What is needed: Write the entries out exactly, with the final line being the one containing "pub mod keys;".

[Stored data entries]

// Copyright (c) 2025 Kirky.X
//
// Licensed under the MIT License
// See LICENSE file in the project root for full license information.

/// 缓存模块
///
/// 提供关系记录的读穿缓存
/// 包括后端接口、Redis / 内存两种后端、带空值占位的实体缓存以及缓存键格式
pub mod backend;
pub mod entity_cache;
pub mod keys;
pub mod memory_cache;
pub mod redis_client;

use std::sync::Arc;

use crate::config::settings::{CacheBackendKind, Settings};
use backend::{CacheBackend, CacheError};
use memory_cache::MemoryCache;
use redis_client::RedisClient;

/// 根据配置创建缓存后端
pub async fn build_backend(settings: &Settings) -> Result<Arc<dyn CacheBackend>, CacheError> {
    let backend: Arc<dyn CacheBackend> = match settings.cache.backend {
        CacheBackendKind::Redis => Arc::new(RedisClient::new(&settings.redis.url).await?),
        CacheBackendKind::Memory => Arc::new(MemoryCache::new()),
    };
    Ok(backend)
}
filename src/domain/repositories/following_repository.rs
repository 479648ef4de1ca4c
// Copyright (c) 2025 Kirky.X
//
// Licensed under the MIT License
// See LICENSE file in the project root for full license information.

use async_trait::async_trait;
use sea_orm::DatabaseTransaction;

use super::error::RepositoryError;
use crate::domain::models::relation::{FollowStatus, FollowingRecord};

/// 关注表仓库特质
///
/// 独占关注表的写入。写操作在调用方提供的事务中执行，
/// 读操作走缓存旁路，列表查询始终直接读库。
#[async_trait]
pub trait FollowingRepository: Send + Sync {
    /// 插入或复活一条关注记录，返回该行的主键
    ///
    /// 同一 (user_id, followed_uid) 已存在时只更新状态和更新时间。
    /// 事务尚未提交，因此不触碰缓存。
    async fn create(
        &self,
        txn: &DatabaseTransaction,
        record: &FollowingRecord,
    ) -> Result<i64, RepositoryError>;

    /// 切换关注状态并刷新更新时间，返回被更新行的主键（没有对应行时为 `None`）
    ///
    /// 返回前无条件删除该关系的缓存键。
    async fn update_status(
        &self,
        txn: &DatabaseTransaction,
        user_id: i64,
        followed_uid: i64,
        status: FollowStatus,
    ) -> Result<Option<i64>, RepositoryError>;

    /// 读取一条关注记录（缓存旁路）
    ///
    /// 记录不存在时返回 `Ok(None)` 并写入空值占位
    async fn get(
        &self,
        user_id: i64,
        followed_uid: i64,
    ) -> Result<Option<FollowingRecord>, RepositoryError>;

    /// 直接读库，不读也不写缓存
    async fn get_uncached(
        &self,
        user_id: i64,
        followed_uid: i64,
    ) -> Result<Option<FollowingRecord>, RepositoryError>;

    /// 游标分页列出 `user_id` 正在关注的记录，按 id 降序，只含 `id <= cursor_id` 的正常记录
    async fn list_by_user(
        &self,
        user_id: i64,
        cursor_id: i64,
        limit: u64,
    ) -> Result<Vec<FollowingRecord>, RepositoryError>;

    /// 在候选用户中找出 `user_id` 正在关注的记录
    async fn batch_check_membership(
        &self,
        user_id: i64,
        candidate_uids: &[i64],
    ) -> Result<Vec<FollowingRecord>, RepositoryError>;

    /// 删除该关系的缓存键，失败只记录日志
    async fn evict(&self, user_id: i64, followed_uid: i64);
}
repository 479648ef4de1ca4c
// Copyright 2025 Kirky.X
//
// Licensed under the Apache License, Version 2.0 (the "License");
// you may not use this file except in compliance with the License.
// You may obtain a copy of the License at
//
//     http://www.apache.org/licenses/LICENSE-2.0
//
// Unless required by applicable law or agreed to in writing, software
// distributed under the License is distributed on an "AS IS" BASIS,
// WITHOUT WARRANTIES OR CONDITIONS OF ANY KIND, either express or implied.
// See the License for the specific language governing permissions and
// limitations under the License.

use relationrs::config::settings::Settings;
use relationrs::domain::services::relation_service::{RelationService, ServiceOptions};
use relationrs::infrastructure::cache::{self, entity_cache::CachePolicy};
use relationrs::infrastructure::database::connection;
use relationrs::infrastructure::metrics;
use relationrs::infrastructure::repositories::follower_repo_impl::FollowerRepositoryImpl;
use relationrs::infrastructure::repositories::following_repo_impl::FollowingRepositoryImpl;
use relationrs::presentation::routes;
use relationrs::utils::telemetry;
use std::sync::Arc;
use tokio::net::TcpListener;
use tracing::info;

/// 主函数
///
/// 应用程序入口点，负责初始化所有组件并启动服务
#[tokio::main]
async fn main() -> anyhow::Result<()> {
    // 1. Initialize logging
    telemetry::init_telemetry();
    info!("Starting relationrs...");

    // 2. Load configuration
    let settings = Settings::new()?;
    info!("Configuration loaded");

    if settings.metrics.enabled {
        metrics::init_metrics(&settings.metrics.listen_addr)?;
    }

    // 3. Connect to database
    let db = Arc::new(connection::create_pool(&settings.database).await?);
    info!("Database connection established");

    if settings.database.run_migrations {
        connection::migrate(db.as_ref()).await?;
    }

    // 4. Cache backend
    let backend = cache::build_backend(&settings).await?;
    let policy = CachePolicy::from(&settings.cache);
    info!(backend = ?settings.cache.backend, "Cache backend initialized");

    // 5. Repositories and service
    let following = Arc::new(FollowingRepositoryImpl::new(
        db.clone(),
        backend.clone(),
        policy,
    ));
    let follower = Arc::new(FollowerRepositoryImpl::new(db.clone(), backend, policy));
    let service = Arc::new(RelationService::new(
        db,
        following,
        follower,
        ServiceOptions::from(&settings),
    ));

    // 6. Start HTTP server
    let app = routes::routes(service);

    let addr = format!("{}:{}", settings.server.host, settings.server.port);
    let listener = TcpListener::bind(&addr).await?;
    info!("Server listening on {}", addr);

    axum::serve(listener, app).await?;

    Ok(())
}
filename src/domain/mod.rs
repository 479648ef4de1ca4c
// Copyright (c) 2025 Kirky.X
//
// Licensed under the MIT License
// See LICENSE file in the project root for full license information.

/// 领域层模块
///
/// 该模块包含系统的核心业务逻辑，包括：
/// - 领域模型（models）：关注记录、粉丝记录和关注状态
/// - 仓库接口（repositories）：两张关系表的持久化抽象接口
/// - 服务（services）：跨表一致性与缓存失效的协调逻辑
pub mod models;
pub mod repositories;
pub mod services;
// Copyright (c) 2025 Kirky.X
//
// Licensed under the MIT License
// See LICENSE file in the project root for full license information.

/// 应用程序模块
///
/// 对外接口使用的数据传输对象及其校验规则
pub mod dto;
// Copyright (c) 2025 Kirky.X
//
// Licensed under the MIT License
// See LICENSE file in the project root for full license information.

/// 工具模块
///
/// 提供日志初始化等辅助功能
pub mod telemetry;
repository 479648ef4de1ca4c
// Copyright (c) 2025 Kirky.X
//
// Licensed under the MIT License
// See LICENSE file in the project root for full license information.

use super::super::helpers::{create_test_context, TestContext};
use relationrs::domain::models::relation::{now, FollowStatus, FollowingRecord, MAX_CURSOR_ID};
use relationrs::domain::repositories::follower_repository::FollowerRepository;
use relationrs::infrastructure::cache::keys::{follower_id_key, follower_key};
use relationrs::infrastructure::cache::backend::CacheBackend;
use sea_orm::TransactionTrait;

async fn insert(ctx: &TestContext, user_id: i64, follower_uid: i64) -> i64 {
    let record = FollowingRecord::new(follower_uid, user_id, FollowStatus::Normal, now()).mirror();
    let txn = ctx.db.begin().await.unwrap();
    let id = ctx.follower.create(&txn, &record).await.unwrap();
    txn.commit().await.unwrap();
    id
}

#[tokio::test]
async fn test_get_by_id_is_cached() {
    let ctx = create_test_context().await;
    let id = insert(&ctx, 2, 1).await;

    let record = ctx.follower.get_by_id(id).await.unwrap().unwrap();
    assert_eq!((record.user_id, record.follower_uid), (2, 1));
    assert!(ctx.backend.get(&follower_id_key(id)).await.unwrap().is_some());

    assert!(ctx.follower.get_by_id(id + 100).await.unwrap().is_none());
}

/// 批量读取只对未命中的主键回源，并把结果写回缓存
#[tokio::test]
async fn test_batch_get_merges_hits_and_misses() {
    let ctx = create_test_context().await;
    let a = insert(&ctx, 2, 1).await;
    let b = insert(&ctx, 2, 3).await;
    let c = insert(&ctx, 2, 4).await;

    // Warm one id.
    ctx.follower.get_by_id(a).await.unwrap();
    assert!(ctx.backend.get(&follower_id_key(b)).await.unwrap().is_none());

    let mut records = ctx.follower.batch_get(&[a, b, c, 999]).await.unwrap();
    records.sort_by_key(|r| r.id);

    let ids: Vec<i64> = records.iter().map(|r| r.id).collect();
    assert_eq!(ids, vec![a, b, c]);
    assert!(ctx.backend.get(&follower_id_key(b)).await.unwrap().is_some());
    assert!(ctx.backend.get(&follower_id_key(c)).await.unwrap().is_some());
}

#[tokio::test]
async fn test_batch_get_empty_input() {
    let ctx = create_test_context().await;
    assert!(ctx.follower.batch_get(&[]).await.unwrap().is_empty());
}

#[tokio::test]
async fn test_update_status_evicts_pair_and_id_keys() {
    let ctx = create_test_context().await;
    let id = insert(&ctx, 2, 1).await;
    ctx.follower.get(2, 1).await.unwrap();
    ctx.follower.get_by_id(id).await.unwrap();

    let txn = ctx.db.begin().await.unwrap();
    let updated = ctx
        .follower
        .update_status(&txn, 2, 1, FollowStatus::Deleted)
        .await
        .unwrap();
    txn.commit().await.unwrap();

    assert_eq!(updated, Some(id));
    assert!(ctx.backend.get(&follower_key(2, 1)).await.unwrap().is_none());
    assert!(ctx.backend.get(&follower_id_key(id)).await.unwrap().is_none());

    let record = ctx.follower.get_by_id(id).await.unwrap().unwrap();
    assert_eq!(record.status, FollowStatus::Deleted);
}

#[tokio::test]
async fn test_list_by_user_filters_deleted() {
    let ctx = create_test_context().await;
    insert(&ctx, 2, 1).await;
    insert(&ctx, 2, 3).await;
    insert(&ctx, 5, 1).await;

    let txn = ctx.db.begin().await.unwrap();
    ctx.follower
        .update_status(&txn, 2, 1, FollowStatus::Deleted)
        .await
        .unwrap();
    txn.commit().await.unwrap();

    let page = ctx.follower.list_by_user(2, MAX_CURSOR_ID, 10).await.unwrap();
    let uids: Vec<i64> = page.iter().map(|r| r.follower_uid).collect();
    assert_eq!(uids, vec![3]);
}
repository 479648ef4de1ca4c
// Copyright (c) 2025 Kirky.X
//
// Licensed under the MIT License
// See LICENSE file in the project root for full license information.

/// 数据库模块
///
/// 提供数据库连接和实体管理功能
/// 包括数据库连接池和实体定义
pub mod connection;
pub mod entities;
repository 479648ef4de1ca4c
// Copyright (c) 2025 Kirky.X
//
// Licensed under the MIT License
// See LICENSE file in the project root for full license information.

use async_trait::async_trait;
use sea_orm::DatabaseTransaction;

use super::error::RepositoryError;
use crate::domain::models::relation::{FollowStatus, FollowerRecord};

/// 粉丝表仓库特质
///
/// 与关注表仓库对称；另外支持按主键读取和批量读取。
#[async_trait]
pub trait FollowerRepository: Send + Sync {
    /// 插入或复活一条粉丝记录，返回该行的主键
    async fn create(
        &self,
        txn: &DatabaseTransaction,
        record: &FollowerRecord,
    ) -> Result<i64, RepositoryError>;

    /// 切换状态并刷新更新时间，返回被更新行的主键
    ///
    /// 返回前无条件删除关系键；找到行时同时删除主键缓存。
    async fn update_status(
        &self,
        txn: &DatabaseTransaction,
        user_id: i64,
        follower_uid: i64,
        status: FollowStatus,
    ) -> Result<Option<i64>, RepositoryError>;

    /// 读取一条粉丝记录（缓存旁路）
    async fn get(
        &self,
        user_id: i64,
        follower_uid: i64,
    ) -> Result<Option<FollowerRecord>, RepositoryError>;

    async fn get_uncached(
        &self,
        user_id: i64,
        follower_uid: i64,
    ) -> Result<Option<FollowerRecord>, RepositoryError>;

    /// 按主键读取（缓存旁路）
    async fn get_by_id(&self, id: i64) -> Result<Option<FollowerRecord>, RepositoryError>;

    /// 按主键批量读取
    ///
    /// 先查缓存，只有未命中的主键才回源，回源结果批量写回缓存。
    /// 输出顺序不保证与输入一致。
    async fn batch_get(&self, ids: &[i64]) -> Result<Vec<FollowerRecord>, RepositoryError>;

    /// 游标分页列出 `user_id` 的粉丝
    async fn list_by_user(
        &self,
        user_id: i64,
        cursor_id: i64,
        limit: u64,
    ) -> Result<Vec<FollowerRecord>, RepositoryError>;

    /// 删除关系键；给出 `id` 时同时删除主键缓存
    async fn evict(&self, user_id: i64, follower_uid: i64, id: Option<i64>);
}
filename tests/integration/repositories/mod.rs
// Copyright (c) 2025 Kirky.X
//
// Licensed under the MIT License
// See LICENSE file in the project root for full license information.

pub mod follower_repository_test;
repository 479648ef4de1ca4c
// Copyright (c) 2025 Kirky.X
//
// Licensed under the MIT License
// See LICENSE file in the project root for full license information.

/// 基础设施层模块
///
/// 该模块包含系统的技术实现细节，提供对具体技术的抽象和封装。
///
/// 包含的子模块：
/// - 缓存（cache）：关系记录的读穿缓存，Redis 与内存两种后端
/// - 数据库（database）：数据库连接、迁移和实体映射
/// - 指标（metrics）：缓存命中与写入计数
/// - 仓库实现（repositories）：关注表与粉丝表仓库的具体实现
///
/// 基础设施层依赖于领域层的抽象接口，领域层不感知具体技术实现。
pub mod cache;
pub mod database;
pub mod metrics;
pub mod repositories;
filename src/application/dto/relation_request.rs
// Copyright (c) 2025 Kirky.X
//
// Licensed under the MIT License
// See LICENSE file in the project root for full license information.

use serde::{Deserialize, Serialize};
use validator::Validate;

/// 关注 / 取关请求
#[derive(Debug, Deserialize, Serialize, Validate)]
pub struct FollowRequestDto {
    /// 发起操作的用户
    #[validate(range(min = 1, message = "user_id is required"))]
    pub user_id: i64,
    /// 被关注的用户
    #[validate(range(min = 1, message = "followed_uid is required"))]
    pub followed_uid: i64,
}

pub type UnfollowRequestDto = FollowRequestDto;

/// 批量关系查询请求
#[derive(Debug, Deserialize, Serialize, Validate)]
pub struct BatchGetRelationRequestDto {
    #[validate(range(min = 1, message = "user_id is required"))]
    pub user_id: i64,
    /// 候选用户
    #[validate(length(min = 1, message = "ids cannot be empty"))]
    pub ids: Vec<i64>,
}

/// 关注 / 粉丝列表请求
///
/// `last_id` 为 0 时从最新的一条开始；`limit` 为 0 时使用默认页大小
#[derive(Debug, Deserialize, Serialize, Validate)]
pub struct RelationListRequestDto {
    #[validate(range(min = 1, message = "user_id is required"))]
    pub user_id: i64,
    #[serde(default)]
    #[validate(range(min = 0))]
    pub last_id: i64,
    #[serde(default)]
    #[validate(range(max = 1000))]
    pub limit: u32,
}
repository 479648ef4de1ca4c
// Copyright (c) 2025 Kirky.X
//
// Licensed under the MIT License
// See LICENSE file in the project root for full license information.

use async_trait::async_trait;
use relationrs::infrastructure::cache::backend::{CacheBackend, CacheError};
use relationrs::infrastructure::cache::memory_cache::MemoryCache;
use std::sync::atomic::{AtomicBool, Ordering};
use std::time::Duration;

/// 可以按操作类型注入故障或延迟的缓存后端，其余行为委托给内存缓存
#[derive(Default)]
pub struct FaultyCache {
    inner: MemoryCache,
    pub fail_reads: AtomicBool,
    pub fail_writes: AtomicBool,
    pub fail_deletes: AtomicBool,
    pub read_delay: Option<Duration>,
    pub delete_delay: Option<Duration>,
}

impl FaultyCache {
    pub fn with_read_delay(delay: Duration) -> Self {
        Self {
            read_delay: Some(delay),
            ..Default::default()
        }
    }

    pub fn with_delete_delay(delay: Duration) -> Self {
        Self {
            delete_delay: Some(delay),
            ..Default::default()
        }
    }

    fn check(flag: &AtomicBool, op: &str) -> Result<(), CacheError> {
        if flag.load(Ordering::SeqCst) {
            return Err(CacheError::Backend(format!("injected {} failure", op)));
        }
        Ok(())
    }
}

#[async_trait]
impl CacheBackend for FaultyCache {
    async fn get(&self, key: &str) -> Result<Option<String>, CacheError> {
        if let Some(delay) = self.read_delay {
            tokio::time::sleep(delay).await;
        }
        Self::check(&self.fail_reads, "get")?;
        self.inner.get(key).await
    }

    async fn set(&self, key: &str, value: &str, ttl: Duration) -> Result<(), CacheError> {
        Self::check(&self.fail_writes, "set")?;
        self.inner.set(key, value, ttl).await
    }

    async fn delete(&self, key: &str) -> Result<(), CacheError> {
        if let Some(delay) = self.delete_delay {
            tokio::time::sleep(delay).await;
        }
        Self::check(&self.fail_deletes, "delete")?;
        self.inner.delete(key).await
    }

    async fn multi_get(&self, keys: &[String]) -> Result<Vec<Option<String>>, CacheError> {
        Self::check(&self.fail_reads, "multi_get")?;
        self.inner.multi_get(keys).await
    }

    async fn multi_set(&self, entries: &[(String, String)], ttl: Duration) -> Result<(), CacheError> {
        Self::check(&self.fail_writes, "multi_set")?;
        self.inner.multi_set(entries, ttl).await
    }
}
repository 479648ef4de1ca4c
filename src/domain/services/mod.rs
// Copyright (c) 2025 Kirky.X
//
// Licensed under the MIT License
// See LICENSE file in the project root for full license information.

/// 领域服务模块
///
/// 包含的服务：
/// - 关系服务（relation_service）：协调关注表与粉丝表的跨表事务，
///   提供关注、取关、批量关系查询和分页列表
pub mod relation_service;
// Copyright (c) 2025 Kirky.X
//
// Licensed under the MIT License
// See LICENSE file in the project root for full license information.

use sea_orm_migration::prelude::*;

/// 主函数
///
/// 数据库迁移工具入口点
#[async_std::main]
async fn main() {
    cli::run_cli(migration::Migrator).await;
}
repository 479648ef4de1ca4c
// Copyright (c) 2025 Kirky.X
//
// Licensed under the MIT License
// See LICENSE file in the project root for full license information.

use sea_orm::entity::prelude::*;
use serde::{Deserialize, Serialize};

/// 粉丝表，关注表的反向投影
#[derive(Clone, Debug, PartialEq, Eq, DeriveEntityModel, Serialize, Deserialize)]
#[sea_orm(table_name = "user_follower")]
pub struct Model {
    #[sea_orm(primary_key)]
    pub id: i64,
    pub user_id: i64,
    pub follower_uid: i64,
    pub status: i16,
    pub created_at: DateTimeWithTimeZone,
    pub updated_at: DateTimeWithTimeZone,
}

#[derive(Copy, Clone, Debug, EnumIter, DeriveRelation)]
pub enum Relation {}

impl ActiveModelBehavior for ActiveModel {}
// Copyright (c) 2025 Kirky.X
//
// Licensed under the MIT License
// See LICENSE file in the project root for full license information.

//! 缓存键格式
//!
//! 前两种格式与其它共享同一 Redis 的服务互通，不能修改。

/// `user:following:<user_id>_<followed_uid>`
pub fn following_key(user_id: i64, followed_uid: i64) -> String {
    format!("user:following:{}_{}", user_id, followed_uid)
}

/// `user:follower:<user_id>_<follower_uid>`
pub fn follower_key(user_id: i64, follower_uid: i64) -> String {
    format!("user:follower:{}_{}", user_id, follower_uid)
}

/// `user:follower:id:<id>`，粉丝表按主键的批量读取使用
pub fn follower_id_key(id: i64) -> String {
    format!("user:follower:id:{}", id)
}
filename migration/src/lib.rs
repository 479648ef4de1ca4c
// Copyright (c) 2025 Kirky.X
//
// Licensed under the MIT License
// See LICENSE file in the project root for full license information.

pub use sea_orm_migration::prelude::*;

mod m20250301_000001_create_user_following;
mod m20250301_000002_create_user_follower;

/// 数据库迁移器
pub struct Migrator;

#[async_trait::async_trait]
impl MigratorTrait for Migrator {
    /// 获取所有迁移
    ///
    /// # 返回值
    ///
    /// 返回迁移列表
    fn migrations() -> Vec<Box<dyn MigrationTrait>> {
        vec![
            Box::new(m20250301_000001_create_user_following::Migration),
            Box::new(m20250301_000002_create_user_follower::Migration),
        ]
    }
}
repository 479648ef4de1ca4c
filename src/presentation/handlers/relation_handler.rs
// Copyright (c) 2025 Kirky.X
//
// Licensed under the MIT License
// See LICENSE file in the project root for full license information.

use crate::application::dto::relation_request::{
    BatchGetRelationRequestDto, FollowRequestDto, RelationListRequestDto, UnfollowRequestDto,
};
use crate::application::dto::relation_response::{
    BatchGetRelationResponseDto, EmptyResponseDto, FollowerListResponseDto,
    FollowingListResponseDto,
};
use crate::domain::services::relation_service::{RelationError, RelationService};
use crate::presentation::errors::AppError;
use axum::{extract::Extension, Json};
use std::sync::Arc;
use validator::Validate;

fn validate(request: &impl Validate) -> Result<(), RelationError> {
    request
        .validate()
        .map_err(|errors| RelationError::InvalidArgument(format!("Validation error: {}", errors)))
}

/// 关注
pub async fn follow(
    Extension(service): Extension<Arc<RelationService>>,
    Json(request): Json<FollowRequestDto>,
) -> Result<Json<EmptyResponseDto>, AppError> {
    validate(&request)?;

    service.follow(request.user_id, request.followed_uid).await?;
    Ok(Json(EmptyResponseDto::default()))
}

/// 取关
pub async fn unfollow(
    Extension(service): Extension<Arc<RelationService>>,
    Json(request): Json<UnfollowRequestDto>,
) -> Result<Json<EmptyResponseDto>, AppError> {
    validate(&request)?;

    service
        .unfollow(request.user_id, request.followed_uid)
        .await?;
    Ok(Json(EmptyResponseDto::default()))
}

/// 批量查询关系
pub async fn batch_get_relation(
    Extension(service): Extension<Arc<RelationService>>,
    Json(request): Json<BatchGetRelationRequestDto>,
) -> Result<Json<BatchGetRelationResponseDto>, AppError> {
    validate(&request)?;

    let result = service
        .batch_get_relation(request.user_id, &request.ids)
        .await?;
    Ok(Json(BatchGetRelationResponseDto { result }))
}

/// 关注列表
pub async fn get_following_list(
    Extension(service): Extension<Arc<RelationService>>,
    Json(request): Json<RelationListRequestDto>,
) -> Result<Json<FollowingListResponseDto>, AppError> {
    validate(&request)?;

    let records = service
        .get_following_list(request.user_id, request.last_id, u64::from(request.limit))
        .await?;
    Ok(Json(FollowingListResponseDto {
        result: records.into_iter().map(Into::into).collect(),
    }))
}

/// 粉丝列表
pub async fn get_follower_list(
    Extension(service): Extension<Arc<RelationService>>,
    Json(request): Json<RelationListRequestDto>,
) -> Result<Json<FollowerListResponseDto>, AppError> {
    validate(&request)?;

    let records = service
        .get_follower_list(request.user_id, request.last_id, u64::from(request.limit))
        .await?;
    Ok(Json(FollowerListResponseDto {
        result: records.into_iter().map(Into::into).collect(),
    }))
}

Result for this exercise:
// Copyright (c) 2025 Kirky.X
//
// Licensed under the MIT License
// See LICENSE file in the project root for full license information.

/// 缓存模块
///
/// 提供关系记录的读穿缓存
/// 包括后端接口、Redis / 内存两种后端、带空值占位的实体缓存以及缓存键格式
pub mod backend;
pub mod entity_cache;
pub mod keys;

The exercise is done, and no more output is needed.